● **WHAT THE TASK REQUIRES**
Please take the entries below from the first line through the line containing "pub const DEFAULT_LOG_FILE_PREFIX: &str" and repeat them exactly, leaving out everything after.

■ ■ ■ ■ ■ ■ ■

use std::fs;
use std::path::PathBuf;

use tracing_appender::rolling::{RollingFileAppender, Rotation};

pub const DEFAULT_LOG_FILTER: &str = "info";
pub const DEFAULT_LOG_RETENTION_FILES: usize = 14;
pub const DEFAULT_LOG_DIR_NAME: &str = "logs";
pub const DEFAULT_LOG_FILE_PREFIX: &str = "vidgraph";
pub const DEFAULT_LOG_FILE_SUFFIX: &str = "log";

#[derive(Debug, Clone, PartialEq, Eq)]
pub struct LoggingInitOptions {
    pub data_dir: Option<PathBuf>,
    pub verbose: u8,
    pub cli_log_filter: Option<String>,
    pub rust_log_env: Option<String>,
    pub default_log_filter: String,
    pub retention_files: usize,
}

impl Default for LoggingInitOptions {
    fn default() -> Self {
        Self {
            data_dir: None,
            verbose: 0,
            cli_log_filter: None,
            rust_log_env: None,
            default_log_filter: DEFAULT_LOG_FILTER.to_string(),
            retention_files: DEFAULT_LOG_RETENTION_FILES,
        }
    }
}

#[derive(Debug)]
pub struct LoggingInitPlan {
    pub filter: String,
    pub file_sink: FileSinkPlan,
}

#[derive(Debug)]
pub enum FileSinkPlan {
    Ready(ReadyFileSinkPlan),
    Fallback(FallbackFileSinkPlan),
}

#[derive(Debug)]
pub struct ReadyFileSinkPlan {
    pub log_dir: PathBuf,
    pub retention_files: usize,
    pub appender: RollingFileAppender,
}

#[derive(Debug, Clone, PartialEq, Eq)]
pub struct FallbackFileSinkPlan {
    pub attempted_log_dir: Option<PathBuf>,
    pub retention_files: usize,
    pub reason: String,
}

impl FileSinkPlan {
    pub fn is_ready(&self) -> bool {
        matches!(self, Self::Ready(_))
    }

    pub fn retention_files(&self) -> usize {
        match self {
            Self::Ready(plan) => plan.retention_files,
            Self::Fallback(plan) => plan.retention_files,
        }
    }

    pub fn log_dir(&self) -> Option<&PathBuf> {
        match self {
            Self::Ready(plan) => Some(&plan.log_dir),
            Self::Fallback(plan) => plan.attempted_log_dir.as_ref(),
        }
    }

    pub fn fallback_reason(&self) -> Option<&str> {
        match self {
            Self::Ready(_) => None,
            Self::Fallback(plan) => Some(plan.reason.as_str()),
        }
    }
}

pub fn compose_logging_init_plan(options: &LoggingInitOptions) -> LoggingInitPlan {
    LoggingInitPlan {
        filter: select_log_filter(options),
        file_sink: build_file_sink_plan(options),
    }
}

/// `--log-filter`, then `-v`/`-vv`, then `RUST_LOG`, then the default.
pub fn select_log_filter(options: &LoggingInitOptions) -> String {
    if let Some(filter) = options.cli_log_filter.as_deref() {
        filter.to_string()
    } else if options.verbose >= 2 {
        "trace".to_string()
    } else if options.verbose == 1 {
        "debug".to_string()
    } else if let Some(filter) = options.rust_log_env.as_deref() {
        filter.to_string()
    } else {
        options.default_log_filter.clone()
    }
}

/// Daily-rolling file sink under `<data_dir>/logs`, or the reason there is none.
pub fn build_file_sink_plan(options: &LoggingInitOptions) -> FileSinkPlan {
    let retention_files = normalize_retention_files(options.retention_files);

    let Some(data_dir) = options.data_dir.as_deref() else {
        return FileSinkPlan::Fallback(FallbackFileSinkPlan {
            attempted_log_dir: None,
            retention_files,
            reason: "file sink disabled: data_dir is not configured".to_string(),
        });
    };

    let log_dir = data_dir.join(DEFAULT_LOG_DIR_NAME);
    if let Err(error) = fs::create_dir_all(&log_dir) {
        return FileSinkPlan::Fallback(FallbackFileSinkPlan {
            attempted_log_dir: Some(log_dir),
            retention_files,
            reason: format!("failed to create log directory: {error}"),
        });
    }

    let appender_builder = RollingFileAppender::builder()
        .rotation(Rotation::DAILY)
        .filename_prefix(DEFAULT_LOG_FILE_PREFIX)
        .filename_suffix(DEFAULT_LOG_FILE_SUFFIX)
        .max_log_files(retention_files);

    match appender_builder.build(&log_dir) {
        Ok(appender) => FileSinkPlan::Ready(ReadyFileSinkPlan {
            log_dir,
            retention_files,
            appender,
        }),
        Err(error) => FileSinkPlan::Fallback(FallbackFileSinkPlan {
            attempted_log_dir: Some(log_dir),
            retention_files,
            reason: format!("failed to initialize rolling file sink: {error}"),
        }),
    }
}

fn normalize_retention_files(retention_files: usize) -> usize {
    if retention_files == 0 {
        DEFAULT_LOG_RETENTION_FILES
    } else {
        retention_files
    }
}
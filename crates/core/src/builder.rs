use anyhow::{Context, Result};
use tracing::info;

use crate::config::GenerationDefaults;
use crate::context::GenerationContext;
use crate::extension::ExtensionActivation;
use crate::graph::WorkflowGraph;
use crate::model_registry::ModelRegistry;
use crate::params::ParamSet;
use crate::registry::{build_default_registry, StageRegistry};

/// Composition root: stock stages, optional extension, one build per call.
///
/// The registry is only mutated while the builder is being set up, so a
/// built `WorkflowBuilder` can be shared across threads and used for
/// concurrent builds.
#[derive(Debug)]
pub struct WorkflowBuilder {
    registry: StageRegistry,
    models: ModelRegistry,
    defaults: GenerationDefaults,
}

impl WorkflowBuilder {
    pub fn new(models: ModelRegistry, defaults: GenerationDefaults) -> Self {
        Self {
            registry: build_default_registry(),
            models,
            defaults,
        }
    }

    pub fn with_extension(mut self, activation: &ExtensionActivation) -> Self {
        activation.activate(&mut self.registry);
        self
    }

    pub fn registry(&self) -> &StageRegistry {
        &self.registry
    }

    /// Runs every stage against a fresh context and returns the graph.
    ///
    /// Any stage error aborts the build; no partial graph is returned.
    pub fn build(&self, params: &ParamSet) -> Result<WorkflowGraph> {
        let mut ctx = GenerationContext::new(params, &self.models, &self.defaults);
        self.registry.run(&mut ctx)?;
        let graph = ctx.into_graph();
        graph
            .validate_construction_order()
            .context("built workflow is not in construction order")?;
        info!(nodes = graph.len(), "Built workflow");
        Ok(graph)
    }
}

■ ■ ■ ■ ■ ■ ■

● **ANSWER SPACE**
use std::fs;
use std::path::PathBuf;

use tracing_appender::rolling::{RollingFileAppender, Rotation};

pub const DEFAULT_LOG_FILTER: &str = "info";
pub const DEFAULT_LOG_RETENTION_FILES: usize = 14;
pub const DEFAULT_LOG_DIR_NAME: &str = "logs";
pub const DEFAULT_LOG_FILE_PREFIX: &str = "vidgraph";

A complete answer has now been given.